### ASSIGNMENT
Among the entries below, one stretch runs from the line that contains "const RAG_ANSWER_TEMPLATE: &str" through the line that contains "Keep the answer concise and relevant.". Repeat that stretch exactly, ends included, and only that.

### DATA FOR ANALYSIS
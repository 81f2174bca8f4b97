//! Catalog agent: question normalization, intent routing and the service
//! facade that owns the active catalog.
//!
//! ```text
//! ingest(rows) ──> RecordIndexer ──> ActiveCatalog (swapped in atomically)
//! answer(q)    ──> QueryNormalizer ──> IntentRouter ──> AnswerStrategy
//! ```

pub mod normalizer;
pub mod parser;
pub mod router;
pub mod service;
pub mod session;

#[cfg(test)]
mod tests;

pub use normalizer::QueryNormalizer;
pub use parser::{parse_router_output, RouterOutput};
pub use router::{IntentRouter, RouterOutcome, RouterState};
pub use service::{AnswerOutcome, CatalogService, CatalogStatus};
pub use session::{RouterSession, RouterStep};
//! Built-in prompt templates.
//!
//! Each template can be replaced by a YAML file with the same id in the
//! workspace prompts directory.

use crate::types::PromptDefinition;

/// Grounded answer synthesis over retrieved catalog records.
pub const RAG_ANSWER: &str = "rag.answer";

/// Thought/Action/Observation protocol that drives the intent router.
pub const AGENT_ROUTER: &str = "agent.router";

/// Translation of the incoming question into the catalog's language.
pub const QUERY_TRANSLATE: &str = "query.translate";

const RAG_ANSWER_TEMPLATE: &str = r#"You are an AI assistant specialized in answering questions about products based on the provided context.
Answer the question only based on the context provided.
If the answer is not found in the context, reply with exactly {{not_found_marker}} and nothing else.
Do not make up any information.
Keep the answer concise and relevant.

When the question asks for a list of products or items, present them as a numbered list (e.g., 1. Item One, 2. Item Two, 3. Item Three), one item per line.
If there is only one item, just state the item name in a plain sentence.

Context:
{{context}}

Question: {{question}}
Answer in the same language as the question.
"#;

const AGENT_ROUTER_TEMPLATE: &str = r#"Answer the following questions as best you can. You have access to the following tools:

{{strategies}}

Use the following format:

Question: the input question you must answer
Thought: you should always think about what to do
Action: the action to take, should be one of [{{strategy_names}}]
Action Input: the input to the action
Observation: the result of the action
... (this Thought/Action/Action Input/Observation can repeat N times)
Thought: I now know the final answer
Final Answer: the final answer to the original input question. When the observation contains a list with numbering or bullet points, ensure that the final answer preserves that formatting.

Here are some examples to guide your thought process and tool usage:

# Example 1: Asking for price and stock of a specific product
Question: How much does the Bicycle cost and what is its stock quantity?
Thought: The user is asking for the price and stock of a specific product, "Bicycle". The `get_product_price_and_stock` tool is designed for this. I need to provide the exact product name as input.
Action: get_product_price_and_stock
Action Input: Bicycle
Observation: The price of Bicycle is 234 USD and the stock quantity is 394.
Thought: I have successfully retrieved the price and stock quantity for the Bicycle. I can now provide the final answer to the user.
Final Answer: The price of Bicycle is 234 USD and the stock quantity is 394.

# Example 2: Asking for general product information or a list of products by feature, expect numbered list
Question: What kinds of wireless products are available?
Thought: The user is asking for a list of products based on a general attribute "wireless", not a specific price or stock query. The `answer_product_question` tool is suitable for general inquiries and listing products by attributes. I should pass the question to this tool.
Action: answer_product_question
Action Input: What kinds of wireless products are available?
Observation: Please see the following wireless products:
1. Wireless Tablet Router Printer Wireless Premium Air
2. Wireless Dock
3. Advanced Router Rechargeable
Thought: I have retrieved the list of wireless products and it is already formatted as a numbered list. I can now provide this as the final answer to the user, preserving the numbering.
Final Answer: Please see the following wireless products:
1. Wireless Tablet Router Printer Wireless Premium Air
2. Wireless Dock
3. Advanced Router Rechargeable

# Example 3: Asking for information not found in data
Question: What is the warranty period for product XYZ?
Thought: The user is asking for specific product information. The `answer_product_question` tool can handle general inquiries. I will use it to search for the warranty information.
Action: answer_product_question
Action Input: What is the warranty period for product XYZ?
Observation: I cannot find information about the warranty period for product XYZ in the provided data.
Thought: The tool indicated that the information about the warranty period for product XYZ is not available in the provided data. I should inform the user politely.
Final Answer: I am sorry, I cannot find information about the warranty period for product XYZ in the relevant data.

Begin!

Question: {{question}}
Thought:{{scratchpad}}"#;

const QUERY_TRANSLATE_TEMPLATE: &str = "Translate this query to {{language}}. Respond only with the {{language}} translation, without any additional text or explanation: '{{query}}'";

/// All built-in definitions, in a stable order.
pub fn definitions() -> Vec<PromptDefinition> {
    vec![
        definition(
            RAG_ANSWER,
            "Grounded product answer",
            &["context", "question", "not_found_marker"],
            RAG_ANSWER_TEMPLATE,
        ),
        definition(
            AGENT_ROUTER,
            "Strategy routing protocol",
            &["strategies", "strategy_names", "question", "scratchpad"],
            AGENT_ROUTER_TEMPLATE,
        ),
        definition(
            QUERY_TRANSLATE,
            "Query translation",
            &["language", "query"],
            QUERY_TRANSLATE_TEMPLATE,
        ),
    ]
}

fn definition(id: &str, title: &str, variables: &[&str], template: &str) -> PromptDefinition {
    PromptDefinition {
        id: id.to_string(),
        title: title.to_string(),
        api_version: "1.0".to_string(),
        created_by: "builtin".to_string(),
        variables: variables.iter().map(|v| v.to_string()).collect(),
        template: template.to_string(),
    }
}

### PROBLEM SOLUTION
const RAG_ANSWER_TEMPLATE: &str = r#"You are an AI assistant specialized in answering questions about products based on the provided context.
Answer the question only based on the context provided.
If the answer is not found in the context, reply with exactly {{not_found_marker}} and nothing else.
Do not make up any information.
Keep the answer concise and relevant.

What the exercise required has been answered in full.